7 Ocak 2009 Çarşamba

tatil güncesi

çok şaşırarak söylüyorum ki sevgili okur, çalışmayı özledim.

kaç gündür yorgan altında okuyarak ve film izleyerek, sıkıldığımda yorgan altından çıkıp biraz çay içip sohbet ederek vaktimi geçiriyorum. dinlenmeye doydum... uykuya doydum çok şükür.

ve bugün sanki kış uykusundan uyanmış bir ayıcık gibiyim, hava da bahara uyanmış havacık gibi sanki bugün.

kendimi sokaklara atacağım, aylin ve hacerle buluşacağım. capitol diyeceğim hacer'e, kadıköy anlayacak. capitol'deyken arayacağım, "sinema katındayım" diyecek, aylin'le beraber sinema katına çıkacağız hacer'in gönlü olsun da gelsin diye bekleyeceğiz, sonra hacer gelmeyince "yoksaa" diyeceğim, tekrar arayacağım ve hacer'in nautilus'un sinema katında beklediğini öğreneceğim.sonra hadi kalk git nautilus'a, çünkü hacer bugün niyetli, biz de niyetliye hürmetliyiz, iyi niyetliyiz. onların ikisini filme bırakacağım, bırakmadan evvel sinema danışmanım enes'i arayacağım çünkü bilmiyoruz ki transporter nasıl filmdir, enes diyeceğim transporter nasıl filmdir, fırsattan istifade aylin'le hacer'in rafine olmayan sinema zevkinden bahsedeceğim :P neyse ben sıkıldım nautilustan arkadaşlarla karşılaşma kısmını atlayıp ordan bir taksiye atlayıp vapura sonra nişantaşına, sanat terapisi yaşantı grubuna gideceğim. yaşayacağım tabii gitmişken.

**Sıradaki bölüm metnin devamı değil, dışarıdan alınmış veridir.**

#[cfg(test)]
mod tests {
    use super::*;

    // -- Helpers --

    fn parse_clean(source: &str) -> Program {
        let program = parse(source);
        assert!(
            program.diagnostics.is_empty(),
            "unexpected diagnostics: {:?}",
            program.diagnostics
        );
        program
    }

    fn parse_one(source: &str) -> Declaration {
        let program = parse_clean(source);
        assert_eq!(program.declarations.len(), 1, "expected exactly one declaration");
        program.declarations.into_iter().next().unwrap()
    }

    fn variable_value(source: &str) -> Expression {
        match parse_one(source) {
            Declaration::Variable(v) => v.value,
            other => panic!("expected variable, got {other:?}"),
        }
    }

    fn messages(source: &str) -> Vec<String> {
        parse(source)
            .diagnostics
            .into_iter()
            .map(|d| d.message)
            .collect()
    }

    // -- Declarations --

    #[test]
    fn parse_parameter() {
        match parse_one("parameter name: string") {
            Declaration::Parameter(p) => {
                assert_eq!(p.name.name, "name");
                assert_eq!(p.type_annotation.name, "string");
                assert!(p.default_value.is_none());
                assert_eq!(p.span, Span::new(0, 22));
            }
            other => panic!("expected parameter, got {other:?}"),
        }
    }

    #[test]
    fn parse_parameter_with_default() {
        match parse_one("parameter location: string = 'westus'") {
            Declaration::Parameter(p) => {
                let default = p.default_value.expect("default");
                assert_eq!(default.as_string_literal(), Some("westus"));
            }
            other => panic!("expected parameter, got {other:?}"),
        }
    }

    #[test]
    fn parse_resource() {
        let source = "resource storage: 'Microsoft.Storage/storageAccounts@2019-06-01' = {\n  name: 'store'\n  location: location\n}";
        match parse_one(source) {
            Declaration::Resource(r) => {
                assert_eq!(r.name.name, "storage");
                assert_eq!(
                    r.resource_type.split(),
                    Some(("Microsoft.Storage/storageAccounts", "2019-06-01"))
                );
                let keys: Vec<_> = r.body.as_object().unwrap().iter().map(|p| p.key.as_str()).collect();
                assert_eq!(keys, vec!["name", "location"]);
            }
            other => panic!("expected resource, got {other:?}"),
        }
    }

    #[test]
    fn parse_output_with_and_without_type() {
        let program = parse_clean("output a: string = 'x'\noutput b = a");
        match &program.declarations[..] {
            [Declaration::Output(a), Declaration::Output(b)] => {
                assert_eq!(a.type_annotation.as_ref().unwrap().name, "string");
                assert!(b.type_annotation.is_none());
            }
            other => panic!("expected two outputs, got {other:?}"),
        }
    }

    #[test]
    fn blank_lines_and_comments_between_declarations() {
        let program = parse_clean(
            "// header\n\nparameter a: int\n\n/* block\ncomment */\nvariable b = a\n\n",
        );
        assert_eq!(program.declarations.len(), 2);
    }

    // -- Expressions --

    #[test]
    fn parse_function_call() {
        let value = variable_value("variable g = concat('hello ', name)");
        match value.kind {
            ExpressionKind::FunctionCall {
                namespace,
                name,
                arguments,
            } => {
                assert!(namespace.is_none());
                assert_eq!(name.name, "concat");
                assert_eq!(arguments.len(), 2);
                assert!(matches!(&arguments[1].kind, ExpressionKind::Reference(id) if id.name == "name"));
            }
            other => panic!("expected call, got {other:?}"),
        }
    }

    #[test]
    fn parse_namespaced_call() {
        let value = variable_value("variable g = sys.concat('a')");
        assert!(matches!(
            value.kind,
            ExpressionKind::FunctionCall { namespace: Some(ref ns), .. } if ns.name == "sys"
        ));
    }

    #[test]
    fn property_chain_is_not_a_namespace_call() {
        let value = variable_value("variable e = storage.properties.primaryEndpoints");
        match value.kind {
            ExpressionKind::PropertyAccess { base, property } => {
                assert_eq!(property.name, "primaryEndpoints");
                assert!(matches!(base.kind, ExpressionKind::PropertyAccess { .. }));
            }
            other => panic!("expected property access, got {other:?}"),
        }
    }

    #[test]
    fn parse_index_access() {
        let value = variable_value("variable e = items[0].name");
        match value.kind {
            ExpressionKind::PropertyAccess { base, .. } => {
                assert!(matches!(base.kind, ExpressionKind::ArrayAccess { .. }));
            }
            other => panic!("expected property access, got {other:?}"),
        }
    }

    #[test]
    fn arguments_may_span_lines() {
        let value = variable_value("variable g = concat(\n  'a',\n  'b'\n)");
        assert!(matches!(
            value.kind,
            ExpressionKind::FunctionCall { ref arguments, .. } if arguments.len() == 2
        ));
    }

    #[test]
    fn parse_object_and_array_literals() {
        let value = variable_value("variable o = {\n  a: 1\n  b: [\n    true\n    null\n  ]\n  'c-d': 'x', e: {}\n}");
        let object = value.as_object().unwrap();
        assert_eq!(object.len(), 4);
        assert_eq!(object[2].key, "c-d");
        match &object[1].value.kind {
            ExpressionKind::Array(items) => assert_eq!(items.len(), 2),
            other => panic!("expected array, got {other:?}"),
        }
    }

    #[test]
    fn keywords_are_valid_object_keys() {
        let value = variable_value("variable o = { output: 1, parameter: 2 }");
        assert_eq!(value.as_object().unwrap()[0].key, "output");
    }

    #[test]
    fn parse_string_escapes() {
        let value = variable_value(r"variable s = 'it\'s\n\t\\ \$5'");
        assert_eq!(value.as_string_literal(), Some("it's\n\t\\ $5"));
    }

    #[test]
    fn parse_interpolation() {
        let value = variable_value("variable s = 'pre${name}mid${concat('}', x)}'");
        match value.kind {
            ExpressionKind::Interpolated(segments) => {
                assert_eq!(segments.len(), 4);
                assert!(matches!(&segments[0], StringSegment::Text(t) if t == "pre"));
                assert!(matches!(&segments[1], StringSegment::Expression(e)
                    if matches!(&e.kind, ExpressionKind::Reference(id) if id.name == "name")));
                assert!(matches!(&segments[2], StringSegment::Text(t) if t == "mid"));
            }
            other => panic!("expected interpolation, got {other:?}"),
        }
    }

    #[test]
    fn interpolation_spans_point_into_source() {
        let program = parse_clean("variable s = 'a${name}'");
        let Declaration::Variable(v) = &program.declarations[0] else {
            panic!("expected variable");
        };
        let ExpressionKind::Interpolated(segments) = &v.value.kind else {
            panic!("expected interpolation");
        };
        let StringSegment::Expression(e) = &segments[1] else {
            panic!("expected hole");
        };
        assert_eq!(e.span, Span::new(17, 21));
    }

    #[test]
    fn node_ids_are_unique() {
        let program = parse_clean("variable a = f(g(1), 'x${y}')\nvariable b = [a, a]");
        let mut ids = HashSet::new();
        for declaration in &program.declarations {
            declaration.body().unwrap().walk(&mut |e| {
                assert!(ids.insert(e.id), "duplicate id {:?}", e.id);
            });
        }
        assert_eq!(ids.len(), 8);
    }

    // -- Error handling --

    #[test]
    fn error_trailing_comma_in_arguments() {
        let msgs = messages("variable g = concat('a',)");
        assert_eq!(msgs, vec!["trailing ',' in argument list".to_string()]);
    }

    #[test]
    fn error_keyword_as_name() {
        let msgs = messages("variable output = 1");
        assert_eq!(msgs.len(), 1);
        assert!(msgs[0].contains("reserved word"));
    }

    #[test]
    fn error_duplicate_object_key() {
        let program = parse("variable o = { a: 1, a: 2 }");
        assert_eq!(program.diagnostics.len(), 1);
        assert!(program.diagnostics[0].message.contains("duplicate property 'a'"));
        let Declaration::Variable(v) = &program.declarations[0] else {
            panic!("expected variable");
        };
        assert_eq!(v.value.as_object().unwrap().len(), 1);
    }

    #[test]
    fn error_invalid_escape() {
        let program = parse(r"variable s = 'a\qb'");
        assert_eq!(program.diagnostics.len(), 1);
        assert!(program.diagnostics[0].message.contains("invalid escape"));
        assert_eq!(program.diagnostics[0].column, 16);
    }

    #[test]
    fn error_empty_interpolation() {
        let msgs = messages("variable s = 'a${}'");
        assert_eq!(msgs.len(), 1);
        assert!(msgs[0].contains("empty interpolation"));
    }

    #[test]
    fn error_integer_overflow() {
        let msgs = messages("variable n = 99999999999999999999");
        assert_eq!(msgs.len(), 1);
        assert!(msgs[0].contains("does not fit"));
    }

    #[test]
    fn header_error_produces_skip_node_and_parsing_continues() {
        let program = parse("variable = 1\nparameter p: string\nvariable ok = p");
        assert_eq!(program.diagnostics.len(), 1);
        assert_eq!(program.diagnostics[0].line, 1);
        assert!(matches!(program.declarations[0], Declaration::Skipped(_)));
        assert!(matches!(program.declarations[1], Declaration::Parameter(_)));
        assert!(matches!(program.declarations[2], Declaration::Variable(_)));
    }

    #[test]
    fn body_error_keeps_declaration_name() {
        let program = parse("variable a = f(\nvariable b = 1");
        assert_eq!(program.diagnostics.len(), 1);
        match &program.declarations[..] {
            [Declaration::Variable(a), Declaration::Variable(b)] => {
                assert_eq!(a.name.name, "a");
                assert!(matches!(a.value.kind, ExpressionKind::Skipped));
                assert_eq!(b.name.name, "b");
            }
            other => panic!("unexpected declarations: {other:?}"),
        }
    }

    #[test]
    fn one_diagnostic_per_skipped_region() {
        let program = parse("variable a = {\n  x: : :\n  y: 2\n}\nvariable b = 2");
        assert_eq!(program.diagnostics.len(), 1);
        assert_eq!(program.declarations.len(), 2);
    }

    #[test]
    fn stray_closer_inside_object_stays_in_one_region() {
        let program = parse("variable x = {\n  a: 1\n  a: 2\n  b: )\n}\nvariable y = 1");
        assert_eq!(program.diagnostics.len(), 1, "{:?}", program.diagnostics);
        assert_eq!((program.diagnostics[0].line, program.diagnostics[0].column), (4, 6));
        match &program.declarations[..] {
            [Declaration::Variable(x), Declaration::Variable(y)] => {
                assert!(matches!(x.value.kind, ExpressionKind::Skipped));
                assert_eq!(y.name.name, "y");
            }
            other => panic!("unexpected declarations: {other:?}"),
        }
    }

    #[test]
    fn unclosed_bracket_inside_object_recovers_at_brace() {
        let program = parse("variable x = {\n  a: [1, 2\n}\noutput o = 1");
        assert_eq!(program.diagnostics.len(), 1, "{:?}", program.diagnostics);
        assert!(matches!(program.declarations[1], Declaration::Output(_)));
    }

    #[test]
    fn nesting_limit_is_inclusive() {
        let nested = |levels: usize| {
            format!("variable x = {}1{}", "(".repeat(levels), ")".repeat(levels))
        };
        parse_clean(&nested(MAX_NESTING_DEPTH - 1));

        let msgs = messages(&nested(MAX_NESTING_DEPTH));
        assert_eq!(msgs, vec![format!("expression nesting exceeds {MAX_NESTING_DEPTH} levels")]);
    }

    #[test]
    fn interpolation_holes_share_the_nesting_budget() {
        let inner = format!("{}1{}", "(".repeat(MAX_NESTING_DEPTH), ")".repeat(MAX_NESTING_DEPTH));
        let msgs = messages(&format!("variable s = '${{{inner}}}'"));
        assert_eq!(msgs.len(), 1);
        assert!(msgs[0].contains("nesting"));
    }

    #[test]
    fn trailing_tokens_on_declaration_line() {
        let program = parse("variable a = 1 2 3\nvariable b = 2");
        assert_eq!(program.diagnostics.len(), 1);
        assert!(program.diagnostics[0].message.contains("newline after declaration"));
        assert_eq!(program.declarations.len(), 2);
    }

    #[test]
    fn stray_tokens_at_top_level() {
        let program = parse("hello world\noutput o = 1");
        assert_eq!(program.diagnostics.len(), 1);
        assert!(matches!(program.declarations[0], Declaration::Skipped(_)));
        assert!(matches!(program.declarations[1], Declaration::Output(_)));
    }

    #[test]
    fn lexical_errors_are_diagnostics() {
        let program = parse("variable a = 1 # 2\nvariable b = 'open\nvariable c = 3");
        assert!(program.has_errors());
        assert!(program
            .diagnostics
            .iter()
            .any(|d| d.message == "unrecognized character"));
        assert!(program
            .diagnostics
            .iter()
            .any(|d| d.message == "unterminated string literal"));
        assert!(program
            .named_declarations()
            .any(|d| d.name().map(|n| n.name.as_str()) == Some("c")));
    }

    #[test]
    fn unexpected_end_of_input() {
        let program = parse("output o =");
        assert_eq!(program.diagnostics.len(), 1);
        assert!(program.diagnostics[0].message.contains("unexpected end of input"));
    }

    #[test]
    fn interpolated_resource_type_is_rejected() {
        let msgs = messages("resource r: 'a/${t}@1' = {}");
        assert_eq!(msgs.len(), 1);
        assert!(msgs[0].contains("resource type"));
    }

    #[test]
    fn diagnostics_are_ordered_by_position() {
        let program = parse("variable a = 'x\\q'\nvariable = 1\nvariable b = #");
        let lines: Vec<_> = program.diagnostics.iter().map(|d| d.line).collect();
        let mut sorted = lines.clone();
        sorted.sort();
        assert_eq!(lines, sorted);
    }
}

sonra dönüş yolunda minibüste bir kavga çıkmasın mı, bir minibüste birbiriyle alakasız tam dört sarhoş (bildiğimiz kadarı ile) ve bir adet de manyak çıkınca bunların biri yanıma ikisi hemen arkama oturunca sarhoş kız, a.q diye ünleyen sarhoş oğlanı gözyaşartıcı spreyle tehdit edince korktum biraz, "sen nasıl konuşuyorsun bir bayanla" diyen diğer sarhoşa (sanırım minibüste ayık olan şoför ve ben varım tek, umuyorum şoför ayıktır, ben bugün ayığım çok şükür) cevaben ünleyen oğlan "ne bayanı ya şundaki çeneye baksana" (kadın hakkaten hiiç susmadan konuşabiliyor ve kelimeler de kayıyor bu esnada) diyince sırıtıyordum salak salak, komik de bişey oldu, spreyli sarhoş manyak kadın " çocuğa dedi ki oolum sen kafadan kontaksın, senin bir psikoloğa görünmen lazım" o esnada psikolog sırıtıyor yanında ve sırıttığı gözükmesin diye dışarı bakıyor havalarında, çünkü bu kız bütün minibüse öfkeli, herkese sataşıyor aman neme lazım.. sonra aklıma ç. geliyor, " ne var canım, ben hep bu saatte (22.00) dönüyorum eğitimden, hiç de bişey olmuyor" diyişim.. bazen de oluyormuş..

ve de bugün öğrendim ki, hacer filmden çıktıktan sonra mehmet'le buluşmak için sözleşmiş, kadıköy'de diye, mehmet de elbette ki hacer'i capitol'de beklemiş. sayın hacer k. sayın hacer k. capitol'de bekleniyorsunuz. aklıma şimdi duysal geldi bu kadar absürdlük üstüne.

not: sanatçı bu eserinde üslubunu zaman kaymaları üzerine kurmuş ve zamanın göreceliliğine atıfta bulunmuş olabilir, neden olmasın? ya da yazının kendini sokaklara atma kısmından sonrası bir gün sonra yazılmıştır, yazar kendini belki aceleyle sokaklara atınca yazıya ancak ertesi gün devam edebilmiştir, bu da mümkün evet.